Rocket Recordings – 22nd February 2019

Christopher Nosnibor

Evolution – that’s perhaps the only word when considering Teeth Of The Sea. Their career is defined by it.

Their BandCamp biography gives some sense of context: ‘Since their formation in 2006, London-based Teeth Of The Sea have metamorphosized into the most adventurous psychedelic rock outfit in the UK. Taking on board influences like Morricone, Eno, Delia Derbyshire, Goblin, and the Butthole Surfers, they’ve arrived at an incendiary sound that marries the aural enlightenment of an avant-garde sensibility with the reckless abandon of trashy rock & roll.’

It was with Your Mercury that I joined the trip, sold instantly by ‘The Ambassador’ with its overloading noise intro, spiralling into a slow-paced desert rock weird out.

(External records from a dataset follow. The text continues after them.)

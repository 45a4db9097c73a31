use firesight_common::filter::paired_sample;
use firesight_common::Record;
use firesight_stats::error::StatsError;
use firesight_stats::regression::fit;
use firesight_stats::RegressionResult;
use serde::Serialize;

use crate::error::ChartError;

#[derive(Debug, Clone, PartialEq, Serialize)]
pub struct RegressionPlotData {
    /// Every record with both fields present, in record order
    pub points: Vec<(f64, f64)>,
    pub fit: Option<RegressionResult>,
    /// Fitted line at the smallest and largest observed x
    pub line: Option<[(f64, f64); 2]>,
    pub x_max: f64,
    pub y_max: f64,
}

/// Scatter of `y_field` against `x_field` with its least-squares line.
///
/// When the fit is degenerate, or there are no points, the line is omitted and
/// the points are still returned.
pub fn regression_plot_data(
    records: &[Record],
    x_field: &str,
    y_field: &str,
) -> Result<RegressionPlotData, ChartError> {
    let points = paired_sample(records, x_field, y_field);

    let fit = match fit(&points) {
        Ok(result) => Some(result),
        Err(err @ (StatsError::DegenerateRegression | StatsError::EmptySample)) => {
            tracing::warn!(points = points.len(), "skipping regression line: {err}");
            None
        }
        Err(err) => return Err(err.into()),
    };
    let line = fit.and_then(|f| f.segment(&points));

    let x_max = points.iter().map(|p| p.0).fold(0.0, f64::max);
    let y_max = points.iter().map(|p| p.1).fold(0.0, f64::max);

    Ok(RegressionPlotData {
        points,
        fit,
        line,
        x_max,
        y_max,
    })
}
use firesight_common::filter::positive_sample;
use firesight_common::Record;
use firesight_stats::summary::summarize;
use firesight_stats::FiveNumberSummary;
use serde::Serialize;

use crate::error::ChartError;

#[derive(Debug, Clone, PartialEq, Serialize)]
pub struct BoxPlotGroup {
    pub label: String,
    /// Number of strictly positive values summarized
    pub sample_size: usize,
    /// `None` when no record has a positive value, in which case the box is skipped
    pub summary: Option<FiveNumberSummary>,
}

#[derive(Debug, Clone, PartialEq, Serialize)]
pub struct BoxPlotData {
    pub groups: Vec<BoxPlotGroup>,
    /// Largest value across every group's sample, 0 when all are empty
    pub y_max: f64,
}

/// Summarizes the strictly positive values of each `(label, field)` measure.
///
/// Zero counts are left out of every sample. An incident without casualties
/// says nothing about how casualty counts spread.
pub fn box_plot_data(records: &[Record], measures: &[(&str, &str)]) -> Result<BoxPlotData, ChartError> {
    let mut groups = Vec::with_capacity(measures.len());
    let mut y_max: f64 = 0.0;

    for (label, field) in measures {
        let sample = positive_sample(records, field);
        let summary = if sample.is_empty() {
            tracing::warn!(group = label, "no positive values, skipping box");
            None
        } else {
            let summary = summarize(&sample)?;
            y_max = y_max.max(summary.max);
            Some(summary)
        };
        groups.push(BoxPlotGroup {
            label: label.to_string(),
            sample_size: sample.len(),
            summary,
        });
    }

    Ok(BoxPlotData { groups, y_max })
}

Each release has been different again, and so there’s nothing of that ilk to be found on Wraith, an album that’s slanted more toward the electronic end of the spectrum, although the guitars, while far from prominent, are very much integral to the texture and depth. But this being Teeth of the Sea, it’s a bit of everything all at once, and this is apparent from the very first track: ‘I’d Rather, Jack’ brings a sonorous bass and droning synth together over a thumping industrial disco beat with crashing snare that stutters and glitches all over, before jazz trumpet and a space-rock guitar fire off on different trajectories. It’s rare for such a maelstrom of ideas and forms to whip together into anything other than a horrible mess, but Teeth of the Sea manage to blend the ingredients into something far greater than the sum of the parts, the atmosphere shifting from oppressive to uplifting.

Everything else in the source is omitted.